## [YOUR TASK]
Reproduce each line below with no alterations.

## [DATASET EXCERPTS]
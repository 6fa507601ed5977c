//! Error types for the DMM driver.
//!
//! `DmmError` is the single error type returned by every fallible operation in
//! this crate. Using `thiserror`, it keeps vendor, protocol and configuration
//! failures distinct so the acquisition loop can decide what to do with each.
//!
//! ## Error classes
//!
//! Every variant belongs to one [`ErrorClass`]:
//!
//! - **Capability**: the model cannot do what was asked (`NotSupportedCommand`,
//!   `UnsupportedMode`, `RangeNotSupported`, `UnsupportedQuantity`). Never retried.
//! - **Communication**: the transport failed. Fatal to the acquisition run.
//! - **DataFormat**: the device answered with text that does not parse. Fatal to
//!   the acquisition run.
//! - **Skip**: the active mode could not be recognized (`NotRecognized`). Inside the
//!   measurement parsers this withholds one channel's sample for one tick.
//!
//! Argument, table and configuration problems are reported as
//! [`ErrorClass::Usage`].

use crate::command::CommandId;
use crate::quantity::{MqFlags, Quantity};
use thiserror::Error;

/// Convenience alias for results using the driver error type.
pub type DmmResult<T> = std::result::Result<T, DmmError>;

/// Errors produced by the DMM driver.
#[derive(Error, Debug)]
pub enum DmmError {
    /// The model's command set has no template for this command.
    #[error("Command {0} is not supported by this model")]
    NotSupportedCommand(CommandId),

    /// A transport exchange failed.
    #[error("Communication failure during '{command}': {source}")]
    Communication {
        /// Command text that was being sent
        command: String,
        /// Underlying transport error
        #[source]
        source: Box<dyn std::error::Error + Send + Sync + 'static>,
    },

    /// Device response could not be parsed.
    #[error("Malformed device response: {0}")]
    DataFormat(String),

    /// The mode response matched no capability in the model's table.
    #[error("Unknown measurement quantity: {0:?}")]
    NotRecognized(String),

    /// No selectable capability exists for the requested quantity/flags.
    #[error("Measurement mode {quantity:?} ({flags:?}) is not supported by this model")]
    UnsupportedMode {
        /// Requested quantity
        quantity: Quantity,
        /// Requested flags
        flags: MqFlags,
    },

    /// The active mode has no range control.
    #[error("Range control is not available in the active mode")]
    RangeNotSupported,

    /// The quantity has no unit mapping.
    #[error("No unit mapping for quantity {0:?}")]
    UnsupportedQuantity(Quantity),

    /// Caller supplied an argument the driver cannot use.
    #[error("Invalid argument: {0}")]
    InvalidArgument(String),

    /// Formatted text would exceed its maximum length.
    #[error("Formatted {context} is {len} bytes, maximum is {max}")]
    TextTooLong {
        /// What was being formatted
        context: &'static str,
        /// Length that was produced
        len: usize,
        /// Allowed maximum
        max: usize,
    },

    /// A model's static tables violate an invariant.
    #[error("Model table error: {0}")]
    ModelTable(String),

    /// No built-in profile matches the requested model.
    #[error("Unknown DMM model: {0}")]
    UnknownModel(String),

    /// Semantic configuration error.
    #[error("Configuration validation error: {0}")]
    Configuration(String),

    /// Configuration file could not be parsed.
    #[error("Configuration parse error: {0}")]
    ConfigParse(#[from] toml::de::Error),
}

/// Coarse classification used by the acquisition loop.
#[derive(Debug, Clone, Copy, PartialEq, Eq)]
pub enum ErrorClass {
    /// The model lacks the requested capability.
    Capability,
    /// Transport failure.
    Communication,
    /// Unparseable device response.
    DataFormat,
    /// Soft skip of one channel for one tick.
    Skip,
    /// Bad argument, table or configuration.
    Usage,
}

impl DmmError {
    /// Wrap a transport error together with the command that triggered it.
    pub fn communication(command: &str, source: anyhow::Error) -> Self {
        DmmError::Communication {
            command: command.to_string(),
            source: source.into(),
        }
    }

    /// Classify this error.
    pub fn class(&self) -> ErrorClass {
        match self {
            DmmError::NotSupportedCommand(_)
            | DmmError::UnsupportedMode { .. }
            | DmmError::RangeNotSupported
            | DmmError::UnsupportedQuantity(_) => ErrorClass::Capability,
            DmmError::Communication { .. } => ErrorClass::Communication,
            DmmError::DataFormat(_) => ErrorClass::DataFormat,
            DmmError::NotRecognized(_) => ErrorClass::Skip,
            DmmError::InvalidArgument(_)
            | DmmError::TextTooLong { .. }
            | DmmError::ModelTable(_)
            | DmmError::UnknownModel(_)
            | DmmError::Configuration(_)
            | DmmError::ConfigParse(_) => ErrorClass::Usage,
        }
    }
}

## [SOLUTION TO THE PROBLEM]
repository 6fa507601ed5977c
//! Error types for the DMM driver.
//!
//! `DmmError` is the single error type returned by every fallible operation in
//! this crate. Using `thiserror`, it keeps vendor, protocol and configuration
//! failures distinct so the acquisition loop can decide what to do with each.
//!
//! ## Error classes
//!
//! Every variant belongs to one [`ErrorClass`]:
//!
//! - **Capability**: the model cannot do what was asked (`NotSupportedCommand`,
//!   `UnsupportedMode`, `RangeNotSupported`, `UnsupportedQuantity`). Never retried.
//! - **Communication**: the transport failed. Fatal to the acquisition run.
//! - **DataFormat**: the device answered with text that does not parse. Fatal to
//!   the acquisition run.
//! - **Skip**: the active mode could not be recognized (`NotRecognized`). Inside the
//!   measurement parsers this withholds one channel's sample for one tick.
//!
//! Argument, table and configuration problems are reported as
//! [`ErrorClass::Usage`].

use crate::command::CommandId;
use crate::quantity::{MqFlags, Quantity};
use thiserror::Error;

/// Convenience alias for results using the driver error type.
pub type DmmResult<T> = std::result::Result<T, DmmError>;

/// Errors produced by the DMM driver.
#[derive(Error, Debug)]
pub enum DmmError {
    /// The model's command set has no template for this command.
    #[error("Command {0} is not supported by this model")]
    NotSupportedCommand(CommandId),

    /// A transport exchange failed.
    #[error("Communication failure during '{command}': {source}")]
    Communication {
        /// Command text that was being sent
        command: String,
        /// Underlying transport error
        #[source]
        source: Box<dyn std::error::Error + Send + Sync + 'static>,
    },

    /// Device response could not be parsed.
    #[error("Malformed device response: {0}")]
    DataFormat(String),

    /// The mode response matched no capability in the model's table.
    #[error("Unknown measurement quantity: {0:?}")]
    NotRecognized(String),

    /// No selectable capability exists for the requested quantity/flags.
    #[error("Measurement mode {quantity:?} ({flags:?}) is not supported by this model")]
    UnsupportedMode {
        /// Requested quantity
        quantity: Quantity,
        /// Requested flags
        flags: MqFlags,
    },

    /// The active mode has no range control.
    #[error("Range control is not available in the active mode")]
    RangeNotSupported,

    /// The quantity has no unit mapping.
    #[error("No unit mapping for quantity {0:?}")]
    UnsupportedQuantity(Quantity),

    /// Caller supplied an argument the driver cannot use.
    #[error("Invalid argument: {0}")]
    InvalidArgument(String),

    /// Formatted text would exceed its maximum length.
    #[error("Formatted {context} is {len} bytes, maximum is {max}")]
    TextTooLong {
        /// What was being formatted
        context: &'static str,
        /// Length that was produced
        len: usize,
        /// Allowed maximum
        max: usize,
    },

    /// A model's static tables violate an invariant.
    #[error("Model table error: {0}")]
    ModelTable(String),

    /// No built-in profile matches the requested model.
    #[error("Unknown DMM model: {0}")]
    UnknownModel(String),

    /// Semantic configuration error.
    #[error("Configuration validation error: {0}")]
    Configuration(String),

    /// Configuration file could not be parsed.
    #[error("Configuration parse error: {0}")]
    ConfigParse(#[from] toml::de::Error),
}

/// Coarse classification used by the acquisition loop.
#[derive(Debug, Clone, Copy, PartialEq, Eq)]
pub enum ErrorClass {
    /// The model lacks the requested capability.
    Capability,
    /// Transport failure.
    Communication,
    /// Unparseable device response.
    DataFormat,
    /// Soft skip of one channel for one tick.
    Skip,
    /// Bad argument, table or configuration.
    Usage,
}

impl DmmError {
    /// Wrap a transport error together with the command that triggered it.
    pub fn communication(command: &str, source: anyhow::Error) -> Self {
        DmmError::Communication {
            command: command.to_string(),
            source: source.into(),
        }
    }

    /// Classify this error.
    pub fn class(&self) -> ErrorClass {
        match self {
            DmmError::NotSupportedCommand(_)
            | DmmError::UnsupportedMode { .. }
            | DmmError::RangeNotSupported
            | DmmError::UnsupportedQuantity(_) => ErrorClass::Capability,
            DmmError::Communication { .. } => ErrorClass::Communication,
            DmmError::DataFormat(_) => ErrorClass::DataFormat,
            DmmError::NotRecognized(_) => ErrorClass::Skip,
            DmmError::InvalidArgument(_)
            | DmmError::TextTooLong { .. }
            | DmmError::ModelTable(_)
            | DmmError::UnknownModel(_)
            | DmmError::Configuration(_)
            | DmmError::ConfigParse(_) => ErrorClass::Usage,
        }
    }
}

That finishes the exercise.